Following my work on one of the New Deal for Communities programmes, for example, skills was a key priority for continuing to improve the area:
‘Poor skills are the missing link in tackling many of the remaining issues – such as child poverty, youth unemployment and worklessness. A more personalised approach has been started, and the adult learning centre is an important resource.’ The full EC1 NDC evaluation report is available here
The Work Foundation report looks at the evidence for urban policy through two key initiatives (the NDCs and the regional development agencies) in the west Midlands, and some of the evidence available to support them. This is probably where the report is at its weakest – overly relying on a quantitative assessment of these programmes. This was also a major problem of the policy framework – the relative effectiveness of particular interventions got confused with the wider ‘system effects’ of housing, labour and education markets. It was simply untenable for these interventions to lead to a narrowing of the gap. This is illustrated well by a separate report on the west Midlands which shows how a range of structural factors, including migration and economic re-structuring, explain why areas remain poor over time.

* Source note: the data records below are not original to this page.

impl Graph {
    /// Construct the graph from unit specifications
    pub fn build(specs: Vec<UnitSpec>) -> Result<Self, GraphError> {
        let mut units = Vec::with_capacity(specs.len());
        let mut index = HashMap::with_capacity(specs.len());

        // Add all nodes
        for spec in specs {
            let id = spec.id.trim().to_string();
            if id.is_empty() {
                return Err(GraphError::EmptyUnitId);
            }
            if index.contains_key(&id) {
                return Err(GraphError::DuplicateUnitId(id));
            }

            let scope = parse_patterns(&spec.scope).map_err(|(pattern, reason)| {
                GraphError::InvalidScope {
                    unit_id: id.clone(),
                    pattern,
                    reason,
                }
            })?;

            let mut seen = HashSet::new();
            let dependencies: Vec<String> = spec
                .dependencies
                .iter()
                .map(|d| d.trim().to_string())
                .filter(|d| seen.insert(d.clone()))
                .collect();

            index.insert(id.clone(), units.len());
            units.push(Unit {
                id,
                description: spec.description,
                dependencies,
                scope,
                checkpoint: spec.checkpoint,
                command: spec.command,
                max_attempts: spec.max_attempts,
                // 0 is treated as unset
                timeout: spec
                    .timeout_secs
                    .filter(|&secs| secs > 0)
                    .map(std::time::Duration::from_secs),
                state: UnitState::Pending,
                attempt_count: 0,
            });
        }

        // Materialize edges once every id is known
        let mut dependencies = vec![Vec::new(); units.len()];
        let mut dependents = vec![Vec::new(); units.len()];
        for (idx, unit) in units.iter().enumerate() {
            for dep in &unit.dependencies {
                let Some(&dep_idx) = index.get(dep) else {
                    return Err(GraphError::UnknownDependency {
                        unit_id: unit.id.clone(),
                        missing: dep.clone(),
                    });
                };
                dependencies[idx].push(dep_idx);
                dependents[dep_idx].push(idx);
            }
        }

        Ok(Self {
            units,
            index,
            dependencies,
            dependents,
        })
    }

    pub fn len(&self) -> usize {
        self.units.len()
    }

    pub fn is_empty(&self) -> bool {
        self.units.is_empty()
    }

    /// Units in declaration order.
    pub fn units(&self) -> &[Unit] {
        &self.units
    }

    pub fn unit(&self, id: &str) -> Option<&Unit> {
        self.index.get(id).map(|&idx| &self.units[idx])
    }

    pub fn contains(&self, id: &str) -> bool {
        self.index.contains_key(id)
    }

    /// Direct dependencies of `id`.
    pub fn dependencies_of(&self, id: &str) -> Vec<&str> {
        self.neighbours(id, &self.dependencies)
    }

    /// Direct dependents of `id` (units that declared `id` as a dependency).
    pub fn dependents_of(&self, id: &str) -> Vec<&str> {
        self.neighbours(id, &self.dependents)
    }

    /// Every unit reachable from `id` over dependent edges, in BFS order.
    pub fn transitive_dependents(&self, id: &str) -> Vec<&str> {
        let Some(&start) = self.index.get(id) else {
            return Vec::new();
        };

        let mut visited = vec![false; self.units.len()];
        let mut order = Vec::new();
        let mut queue = VecDeque::from([start]);

        while let Some(current) = queue.pop_front() {
            for &next in &self.dependents[current] {
                if !visited[next] {
                    visited[next] = true;
                    order.push(self.units[next].id.as_str());
                    queue.push_back(next);
                }
            }
        }

        order
    }

    fn neighbours<'a>(&'a self, id: &str, edges: &[Vec<usize>]) -> Vec<&'a str> {
        self.index
            .get(id)
            .map(|&idx| {
                edges[idx]
                    .iter()
                    .map(|&n| self.units[n].id.as_str())
                    .collect()
            })
            .unwrap_or_default()
    }

    /// Detect circular dependencies with a white/gray/black DFS over
    /// dependency edges.
    ///
    /// Returns the cycle with its first unit repeated at the end.
    fn find_cycle(&self) -> Option<Vec<String>> {
        let mut color = vec![Color::White; self.units.len()];
        let mut path: Vec<usize> = Vec::new();

        for root in 0..self.units.len() {
            if color[root] != Color::White {
                continue;
            }

            // Explicit stack of (node, next edge to follow)
            let mut stack: Vec<(usize, usize)> = vec![(root, 0)];
            color[root] = Color::Gray;
            path.push(root);

            while let Some(frame) = stack.last_mut() {
                let (node, edge) = *frame;
                if let Some(&dep) = self.dependencies[node].get(edge) {
                    frame.1 += 1;
                    match color[dep] {
                        Color::White => {
                            color[dep] = Color::Gray;
                            path.push(dep);
                            stack.push((dep, 0));
                        }
                        Color::Gray => {
                            let start = path.iter().position(|&n| n == dep).unwrap_or(0);
                            let mut cycle: Vec<String> = path[start..]
                                .iter()
                                .map(|&n| self.units[n].id.clone())
                                .collect();
                            cycle.push(self.units[dep].id.clone());
                            return Some(cycle);
                        }
                        Color::Black => {}
                    }
                } else {
                    color[node] = Color::Black;
                    path.pop();
                    stack.pop();
                }
            }
        }

        None
    }

    /// Kahn waves: each wave holds every unit whose dependencies all sit in
    /// earlier waves. Declaration order is kept inside a wave.
    fn layer_indices(&self) -> Vec<Vec<usize>> {
        let mut in_degree: Vec<usize> = self.dependencies.iter().map(Vec::len).collect();
        let mut current: Vec<usize> = (0..self.units.len())
            .filter(|&idx| in_degree[idx] == 0)
            .collect();
        let mut waves = Vec::new();

        while !current.is_empty() {
            let mut next = Vec::new();
            for &idx in &current {
                for &dependent in &self.dependents[idx] {
                    in_degree[dependent] -= 1;
                    if in_degree[dependent] == 0 {
                        next.push(dependent);
                    }
                }
            }
            next.sort_unstable();
            waves.push(std::mem::replace(&mut current, next));
        }

        waves
    }

    /// For each unit, the set of all units it transitively depends on.
    fn ancestor_sets(&self, waves: &[Vec<usize>]) -> Vec<HashSet<usize>> {
        let mut ancestors: Vec<HashSet<usize>> = vec![HashSet::new(); self.units.len()];
        for wave in waves {
            for &idx in wave {
                let mut acc = HashSet::new();
                for &dep in &self.dependencies[idx] {
                    acc.insert(dep);
                    acc.extend(ancestors[dep].iter().copied());
                }
                ancestors[idx] = acc;
            }
        }
        ancestors
    }

    fn overlap_warnings(&self, waves: &[Vec<usize>]) -> Vec<ScopeOverlapWarning> {
        let ancestors = self.ancestor_sets(waves);
        let mut warnings = Vec::new();

        for a in 0..self.units.len() {
            for b in (a + 1)..self.units.len() {
                if ancestors[a].contains(&b) || ancestors[b].contains(&a) {
                    continue;
                }
                let (ua, ub) = (&self.units[a], &self.units[b]);
                if let Some((pa, pb)) = first_overlap(&ua.scope, &ub.scope) {
                    warnings.push(ScopeOverlapWarning {
                        first: ua.id.clone(),
                        second: ub.id.clone(),
                        first_pattern: pa.to_string(),
                        second_pattern: pb.to_string(),
                    });
                }
            }
        }

        warnings
    }
}

/// Validate the graph and compute its execution levels.
///
/// Fails with [`GraphError::CyclicDependency`] carrying the full cycle.
/// Otherwise returns the minimum-level layering plus a warning for every
/// pair of dependency-unrelated units whose scopes overlap.
///
/// # Time Complexity
///
/// O(V + E) for cycle detection and layering; the overlap scan is
/// O(V² · P²) for P patterns per unit.
pub fn validate_and_layer(graph: &Graph) -> Result<LevelPlan, GraphError> {
    if let Some(path) = graph.find_cycle() {
        return Err(GraphError::CyclicDependency { path });
    }

    let waves = graph.layer_indices();
    let warnings = graph.overlap_warnings(&waves);
    for warning in &warnings {
        tracing::warn!(
            first = %warning.first,
            second = %warning.second,
            "{}",
            warning
        );
    }

    let levels = waves
        .iter()
        .enumerate()
        .map(|(index, wave)| ExecutionLevel {
            index,
            unit_ids: wave.iter().map(|&i| graph.units[i].id.clone()).collect(),
        })
        .collect();

    Ok(LevelPlan { levels, warnings })
}

#[cfg(test)]
mod tests {
    use super::*;
    use pretty_assertions::assert_eq;

    fn unit(id: &str, deps: &[&str]) -> UnitSpec {
        UnitSpec::new(id).depends_on(deps.iter().copied())
    }

    #[test]
    fn zero_unit_timeout_is_no_timeout() {
        let graph = Graph::build(vec![
            UnitSpec::new("a").with_timeout_secs(0),
            UnitSpec::new("b").with_timeout_secs(7),
        ])
        .unwrap();
        assert_eq!(graph.unit("a").unwrap().timeout, None);
        assert_eq!(
            graph.unit("b").unwrap().timeout,
            Some(std::time::Duration::from_secs(7))
        );
    }

    #[test]
    fn rejects_duplicate_ids() {
        let err = Graph::build(vec![unit("a", &[]), unit("a", &[])]).unwrap_err();
        assert_eq!(err, GraphError::DuplicateUnitId("a".into()));
    }

    #[test]
    fn rejects_unknown_dependency() {
        let err = Graph::build(vec![unit("a", &["ghost"])]).unwrap_err();
        assert_eq!(
            err,
            GraphError::UnknownDependency {
                unit_id: "a".into(),
                missing: "ghost".into(),
            }
        );
    }

    #[test]
    fn rejects_empty_id_and_bad_scope() {
        assert_eq!(
            Graph::build(vec![unit("  ", &[])]).unwrap_err(),
            GraphError::EmptyUnitId
        );
        let err = Graph::build(vec![UnitSpec::new("a").with_scope(["src/[x"])]).unwrap_err();
        assert!(matches!(err, GraphError::InvalidScope { ref unit_id, .. } if unit_id == "a"));
    }

    #[test]
    fn edges_are_materialized_both_ways() {
        let graph = Graph::build(vec![unit("a", &[]), unit("b", &["a"]), unit("c", &["a", "a"])])
            .unwrap();
        assert_eq!(graph.dependents_of("a"), vec!["b", "c"]);
        assert_eq!(graph.dependencies_of("c"), vec!["a"]);
        assert!(graph.dependencies_of("missing").is_empty());
        assert_eq!(graph.unit("b").unwrap().state, UnitState::Pending);
    }

    #[test]
    fn fan_out_layers_into_two_levels() {
        let graph = Graph::build(vec![unit("A", &[]), unit("B", &["A"]), unit("C", &["A"])])
            .unwrap();
        let plan = validate_and_layer(&graph).unwrap();
        assert_eq!(
            plan.as_id_lists(),
            vec![vec!["A".to_string()], vec!["B".to_string(), "C".to_string()]]
        );
        assert!(plan.warnings.is_empty());
    }

    #[test]
    fn cycle_path_is_reported_in_order() {
        let graph =
            Graph::build(vec![unit("A", &["B"]), unit("B", &["C"]), unit("C", &["A"])]).unwrap();
        let err = validate_and_layer(&graph).unwrap_err();
        assert_eq!(
            err,
            GraphError::CyclicDependency {
                path: vec!["A".into(), "B".into(), "C".into(), "A".into()],
            }
        );
    }

    #[test]
    fn self_dependency_is_a_cycle() {
        let graph = Graph::build(vec![unit("solo", &["solo"])]).unwrap();
        let err = validate_and_layer(&graph).unwrap_err();
        assert_eq!(
            err,
            GraphError::CyclicDependency {
                path: vec!["solo".into(), "solo".into()],
            }
        );
    }

    #[test]
    fn cycle_behind_acyclic_prefix_excludes_prefix() {
        let graph = Graph::build(vec![
            unit("entry", &["x"]),
            unit("x", &["y"]),
            unit("y", &["x"]),
        ])
        .unwrap();
        let err = validate_and_layer(&graph).unwrap_err();
        assert_eq!(
            err,
            GraphError::CyclicDependency {
                path: vec!["x".into(), "y".into(), "x".into()],
            }
        );
    }

    #[test]
    fn levels_follow_longest_dependency_chain() {
        // d depends on a directly and on c through b, so it lands on level 3.
        let graph = Graph::build(vec![
            unit("d", &["a", "c"]),
            unit("c", &["b"]),
            unit("b", &["a"]),
            unit("a", &[]),
            unit("e", &[]),
        ])
        .unwrap();
        let plan = validate_and_layer(&graph).unwrap();
        assert_eq!(
            plan.as_id_lists(),
            vec![
                vec!["a".to_string(), "e".to_string()],
                vec!["b".to_string()],
                vec!["c".to_string()],
                vec!["d".to_string()],
            ]
        );
        assert_eq!(plan.level_of("d"), Some(3));
        assert_eq!(plan.unit_count(), 5);
    }

    #[test]
    fn overlapping_unrelated_scopes_warn() {
        let graph = Graph::build(vec![
            UnitSpec::new("A").with_scope(["src/a/*"]),
            UnitSpec::new("B").with_scope(["src/a/utils.py"]),
        ])
        .unwrap();
        let plan = validate_and_layer(&graph).unwrap();
        assert_eq!(plan.levels.len(), 1);
        assert_eq!(
            plan.warnings,
            vec![ScopeOverlapWarning {
                first: "A".into(),
                second: "B".into(),
                first_pattern: "src/a/*".into(),
                second_pattern: "src/a/utils.py".into(),
            }]
        );
    }

    #[test]
    fn related_units_may_share_scope() {
        let graph = Graph::build(vec![
            UnitSpec::new("gen").with_scope(["src/**"]),
            UnitSpec::new("mid").depends_on(["gen"]),
            UnitSpec::new("fmt")
                .depends_on(["mid"])
                .with_scope(["src/lib.rs"]),
        ])
        .unwrap();
        let plan = validate_and_layer(&graph).unwrap();
        assert!(plan.warnings.is_empty());
    }

    #[test]
    fn transitive_dependents_walks_every_branch() {
        let graph = Graph::build(vec![
            unit("root", &[]),
            unit("left", &["root"]),
            unit("right", &["root"]),
            unit("leaf", &["left", "right"]),
            unit("other", &[]),
        ])
        .unwrap();
        let mut reached = graph.transitive_dependents("root");
        reached.sort_unstable();
        assert_eq!(reached, vec!["leaf", "left", "right"]);
        assert!(graph.transitive_dependents("other").is_empty());
    }
}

The report also offers a decent critique of the coalition approach, and is particularly strong on drawing out how the range of new incentives in the system have the danger of creating a ‘winner takes all’ environment. Those areas that are already pre-disposed to growth are likely to benefit, for example from business improvement districts, New Homes Bonus, business rate retention, the new affordable rent regime and so on. What happens in terms of resource allocation to those areas of greatest need is an important unanswered question.
Work Foundation’s report rightly reminds us to build on the lessons of the past, including less central control. The risk of less central control (some may have called it support?) is that local areas take a long time to learn from previous experience.

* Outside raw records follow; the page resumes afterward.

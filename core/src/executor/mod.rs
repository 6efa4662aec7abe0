//! Dependency-gated execution of unit graphs
//!
//! This module turns unit specifications into a validated, levelled plan and
//! runs it:
//! - Graph construction with duplicate and unknown-dependency checks
//! - Cycle detection with the full cycle path
//! - Minimum-level layering for parallel execution
//! - Workspace locks so concurrent units never share a path
//! - Checkpoint gating with bounded recovery
//! - One run-level report
//!
//! # Architecture
//!
//! ```text
//! Vec<UnitSpec>
//!   ↓
//! Graph::build()                → arena of units + adjacency lists
//!   ↓
//! validate_and_layer()          → LevelPlan { levels, warnings }
//!   ↓
//! ExecutionEngine::run()
//!   ├─ WorkspaceAllocator::acquire_scoped()   (per unit, in the control task)
//!   ├─ UnitExecutor::execute()                (per unit, own tokio task)
//!   ├─ CheckpointValidator::evaluate()
//!   └─ RecoveryController::attempt_recovery() (while budget remains)
//!   ↓
//! RunReport
//! ```

pub mod allocator;
pub mod checkpoint;
pub mod checks;
mod engine;
pub mod graph;
pub mod output;
mod progress;
pub mod recovery;
pub mod report;
mod scheduler;
pub mod scope;
pub mod traits;
pub mod types;

pub use allocator::{WorkspaceAllocator, WorkspaceGuard, WorkspaceLock};
pub use checkpoint::{Checkpoint, CheckpointValidator};
pub use checks::{build_check, CheckRegistry};
pub use engine::{ExecutionEngine, ExecutionEngineBuilder};
pub use graph::{validate_and_layer, ExecutionLevel, Graph, LevelPlan, ScopeOverlapWarning};
pub use output::EventEmitter;
pub use progress::ProgressMonitor;
pub use recovery::{Attempt, AttemptOutcome, RecoveryController};
pub use report::{RunRecorder, RunReport, RunSummary, UnitReport};
pub use scheduler::execute_level_parallel;
pub use scope::ScopePattern;
pub use types::{
    AttemptRecord, CheckSpec, CheckpointResult, CheckpointSpec, ExecutionConfig, ExecutionOutput,
    FailedCheck, OutputConfig, RetryConfig, Unit, UnitSpec, UnitState,
};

I was pleased to see the case still being made for holistic regeneration, and an emphasis on the importance of community development and social capital, encouraging local asset building and social enterprises. Whether there is an appetite for a challenge fund for deprived areas remains to be seen. A number of initiatives are already proving to be the bedrock of a new approach – such as Big Local, Community Organisers – see here for a map of these. It may be better to build on these than create something anew.
The ‘Community Improvement District’ idea and other forms of decentralisation are also worth a proper look here.
Getting the right action at the right level is a complex matter, and getting the links is even harder. The work done by Labour in the late 1990s was probably the most concerted attempt to look at this, and could be usefully re-assessed. Renaisi has made a small contribution to this debate, by attempting to draw some focussed understanding on where neighbourhood-based interventions are best pitched, but this whole area could be much more developed.
I am not even sure the term ‘urban policy’ has much meaning anymore – perhaps better to think in terms of a series of inter-linked policy frameworks operating at different spatial scales – city-regional, district and neighbourhood.
Linking activities between the different spatial scales, and between growth and deprivation, seems to me to be the major omission from current thinking and practice. The Work Foundation report contains recommendations to strengthen local enterprise partnerships and to encourage community development, but not much on how to get the two working in tandem. The focus on economic growth should be supported by a parallel emphasis on linking people to that opportunity. Renaisi has been trying to make these links, for example by a new approach to apprentices in growing tech businesses, or getting some social benefit out the major Olympic legacy contracts, but it is not easy in the current policy environment.
Neighbourhood renewal and economic development were always uneasy bedfellows but are now in danger of becoming distant cousins.